ABC News bungles coverage of Trump executive orders on Social Security funding and coronavirus relief
From “both sides” to transparently fake deficit concerns — they’ve got it all
Written by Eric Kleefeld
Published
ABC News offered terrible coverage Monday morning of President Donald Trump’s new executive orders — including his promise to permanently end employees’ share of payroll taxes, which fund Social Security and Medicare — as well as depicting the negotiations over coronavirus economic relief as a both-sides narrative between Trump and congressional Democrats.
The Trump administration has been pushing to zero out the tax, pitching it since March as a supposed economic stimulus measure to counter the financial downturn caused by the coronavirus pandemic. As Los Angeles Times’ Michael Hiltzik noted, “a payroll tax cut would be poorly targeted, delivering the most help to households least in need. It would have only a diluted impact over time. And it would undermine Social Security, the program most dependent on the payroll tax.” Trump’s proposal to permanently eliminate the tax also would not actually help the unemployed, nor would it solve the underlying lack of confidence in public health that has ground so much of economic activity to a halt.
During the August 10 edition of Good Morning America, ABC News senior national correspondent Terry Moran portrayed the response to Trump’s orders as a partisan issue, claiming that “Democrats are bashing the president’s moves,” but “Trump dismissed the Democratic criticism, suggesting his executive actions might help reignite those failed congressional negotiations, which collapsed with nothing to show after weeks of talks.”
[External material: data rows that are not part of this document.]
use thiserror::Error;

/// Exit code for success
pub const EXIT_OK: i32 = 0;

/// Exit code for configuration errors
pub const EXIT_CONFIG: i32 = 1;

/// Exit code for unrecoverable database or queue failures at startup
pub const EXIT_STARTUP: i32 = 2;

/// CLI-specific errors with the operator exit-code contract attached.
#[derive(Debug, Error)]
pub enum CliError {
    /// Configuration could not be loaded or failed validation
    #[error("Configuration error: {message}")]
    Configuration {
        message: String,
        #[source]
        source: Option<anyhow::Error>,
    },

    /// The database or queue could not be reached at startup
    #[error("Startup failure: {message}")]
    Startup {
        message: String,
        #[source]
        source: Option<anyhow::Error>,
    },

    /// Any other operational failure
    #[error(transparent)]
    Other(#[from] anyhow::Error),
}

impl CliError {
    pub fn configuration(message: impl Into<String>, source: impl Into<anyhow::Error>) -> Self {
        Self::Configuration {
            message: message.into(),
            source: Some(source.into()),
        }
    }

    pub fn startup(message: impl Into<String>, source: impl Into<anyhow::Error>) -> Self {
        Self::Startup {
            message: message.into(),
            source: Some(source.into()),
        }
    }

    /// The process exit code for this error.
    pub fn exit_code(&self) -> i32 {
        match self {
            Self::Configuration { .. } => EXIT_CONFIG,
            Self::Startup { .. } => EXIT_STARTUP,
            Self::Other(_) => EXIT_CONFIG,
        }
    }
}
// Licensed under the Apache License, Version 2.0 <LICENSE-APACHE or
// https://www.apache.org/licenses/LICENSE-2.0> or the MIT license
// <LICENSE-MIT or https://opensource.org/licenses/MIT>, at your
// option. This file may not be copied, modified, or distributed
// except according to those terms.

//! Stale-job recovery.
//!
//! The non-scheduler failure paths: a worker that crashed after claiming
//! leaves its job in `processing`; a publisher that never ran leaves jobs
//! in `created`; and anything stuck past the hard timeout is failed
//! outright. Every transition is conditional, so a sweep racing a live
//! runner loses cleanly.

use std::sync::Arc;
use tokio::time::interval;
use tokio_util::sync::CancellationToken;
use tracing::{info, warn};

use crate::config::RecoveryConfig;
use crate::database::error::DatabaseResult;
use crate::jobs::JobStatus;
use crate::repository::Repository;

/// Jobs examined per status per sweep
const SWEEP_LIMIT: i64 = 100;

/// What one sweep did.
#[derive(Debug, Clone, Copy, Default, PartialEq, Eq)]
pub struct SweepReport {
    /// Jobs failed for exceeding the hard timeout
    pub timed_out: usize,
    /// `processing` jobs sent back to `created` for re-enqueue
    pub reset: usize,
    /// `created` jobs republished to the queue
    pub republished: usize,
}

/// The recovery controller task.
pub struct RecoveryController {
    repo: Arc<dyn Repository>,
    config: RecoveryConfig,
}

impl RecoveryController {
    pub fn new(repo: Arc<dyn Repository>, config: RecoveryConfig) -> Self {
        Self { repo, config }
    }

    /// Run sweeps until the shutdown token fires.
    pub async fn run(self, shutdown: CancellationToken) {
        info!(
            interval_secs = self.config.sweep_interval_secs,
            "recovery controller starting"
        );

        let mut ticker = interval(self.config.sweep_interval());

        loop {
            tokio::select! {
                _ = shutdown.cancelled() => break,
                _ = ticker.tick() => {
                    match self.sweep().await {
                        Ok(report) if report != SweepReport::default() => {
                            info!(
                                timed_out = report.timed_out,
                                reset = report.reset,
                                republished = report.republished,
                                "recovery sweep acted"
                            );
                        }
                        Ok(_) => {}
                        Err(e) => warn!(error = %e, "recovery sweep failed"),
                    }
                }
            }
        }

        info!("recovery controller stopped");
    }

    /// One full pass over the failure paths.
    ///
    /// The hard-timeout pass runs first so a job past its deadline is
    /// failed rather than resurrected by the stale-`processing` pass.
    pub async fn sweep(&self) -> DatabaseResult<SweepReport> {
        let mut report = SweepReport::default();

        for status in [JobStatus::Processing, JobStatus::Running, JobStatus::Finalizing] {
            let stuck = self
                .repo
                .stale_jobs(status, self.config.hard_timeout_secs, SWEEP_LIMIT)
                .await?;
            for job in stuck {
                let transition = self
                    .repo
                    .update_job_status(job.internal_id, &[status], JobStatus::Failed)
                    .await?;
                if transition.applied {
                    self.repo
                        .record_job_outcome(
                            job.internal_id,
                            job.completed_count,
                            job.failed_count,
                            Some("job exceeded hard timeout"),
                        )
                        .await?;
                    self.repo.cancel_open_executions(job.internal_id).await?;
                    warn!(jobspec_id = %job.jobspec_id, status = %status, "stuck job failed");
                    report.timed_out += 1;
                }
            }
        }

        // A runner that crashed before writing any execution leaves the job
        // in `processing`; send it back to `created` and republish.
        let orphaned = self
            .repo
            .stale_jobs(
                JobStatus::Processing,
                self.config.processing_stale_secs,
                SWEEP_LIMIT,
            )
            .await?;
        for job in orphaned {
            let transition = self
                .repo
                .update_job_status(job.internal_id, &[JobStatus::Processing], JobStatus::Created)
                .await?;
            if transition.applied {
                self.repo.increment_job_retry(job.internal_id).await?;
                self.repo.insert_outbox(job.internal_id).await?;
                info!(jobspec_id = %job.jobspec_id, "orphaned processing job reset");
                report.reset += 1;
            }
        }

        // Jobs stuck before a claim: never published (publisher outage,
        // lost outbox mark) or published into a queue that lost the
        // envelope. Both get a fresh outbox row; duplicate envelopes are
        // absorbed by the claim logic.
        for status in [JobStatus::Created, JobStatus::Queued] {
            let unclaimed = self
                .repo
                .stale_jobs(status, self.config.created_stale_secs, SWEEP_LIMIT)
                .await?;
            for job in unclaimed {
                self.repo.increment_job_retry(job.internal_id).await?;
                self.repo.insert_outbox(job.internal_id).await?;
                info!(jobspec_id = %job.jobspec_id, status = %status, "unclaimed job republished");
                report.republished += 1;
            }
        }

        Ok(report)
    }
}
In fact, House Democrats passed a comprehensive relief package all the way back in May, known as the HEROES Act. Senate Republicans waited to engage with these proposals, as Senate Majority Leader Mitch McConnell (R-KY) did not unveil the Republican plan until the last week of July and included only roughly one-third of the aid spending covered by Democrats’ bill. In addition, The Wall Street Journal reported that Senate Republicans were split over whether to pursue continued stimulus measures, with possibly half of the caucus even opposing McConnell’s bill.
Moran also included the fact that this tax is tied to Social Security and Medicare, but nevertheless phrased this more as a Democratic line of attack: “Those payroll taxes help fund Social Security, and Democrats and their presumptive nominee Joe Biden immediately jumped on President Trump's promise right there, saying he's out to destroy the Social Security program.”
Though Moran noted that some Republicans had joined in criticizing Trump’s proposal, he also continued an ongoing media narrative of depicting the current impasse on coronavirus relief as the shared fault of both parties.
“The bottom line here is that both Congress and the president, Democrats and Republicans, are failing to compromise and pass any new corona relief bill even while so many Americans suffer,” Moran declared.
“That is the bottom line,” replied anchor Robin Roberts.
In addition, Monday morning’s edition of ABC News political director Rick Klein’s The Note ran a headline “Trump power play collides with GOP’s old principles and new realities.” While acknowledging that some Republicans oppose taking much in the way of economic action, it also presented their objections as involving constitutional concerns about the powers of the presidency versus those of Congress:
Sen. Ben Sasse called it “unconstitutional slop,” in a statement referencing the “pen-and-phone theory of executive lawmaking” that conservatives once mocked former President Barack Obama for espousing.
A range of other Republican lawmakers reiterated their view that Congress, not the president, should be acting. One big reason Congress hasn't acted, of course, is that Republican senators have raised concerned about out-of-control spending and whether ideas the president favors -- ideas including a payroll-tax holiday and expanded unemployment benefits -- are sound policy at all.
The idea that Republicans might be concerned about Trump’s use of unrestrained executive power — and that this proposition should be taken seriously — might seem odd in the wake of the past year’s presidential impeachment. Trump openly asserted an absolute view of his presidential powers, and then renewed that approach further after his acquittal in the Republican-led Senate. But Klein takes the argument at face value, asserting that “Republicans are joining Democrats in questioning the wisdom and constitutionality of the president's actions.”
On top of that, this excerpt shows how mainstream media outlets continue to take Republicans’ alleged concerns about deficits seriously — though these concerns about “out-of-control spending” only become apparent whenever a Democratic policy proposal is on the agenda (in this case, expanded unemployment benefits). By contrast, conservative talk about deficits usually goes out the window during Republican administrations, with leading conservative media voices embracing a new narrative that deficits and the national debt no longer matter.
Indeed, the piece further stated that “Republicans also have to choose whether to support Trump's if-I-win promise of ‘permanent cuts’ to the taxes that fund Social Security and Medicare” — portraying this as a hard choice despite the fact that Trump and other Republicans have frequently called for Social Security benefits to be cut or for the whole system to be privatized.
Klein also recently pontificated on another long-running (and empty) pro-Trump narrative to be found in mainstream media, that of constantly looking out for the president’s “new tone” during any kind of public crisis.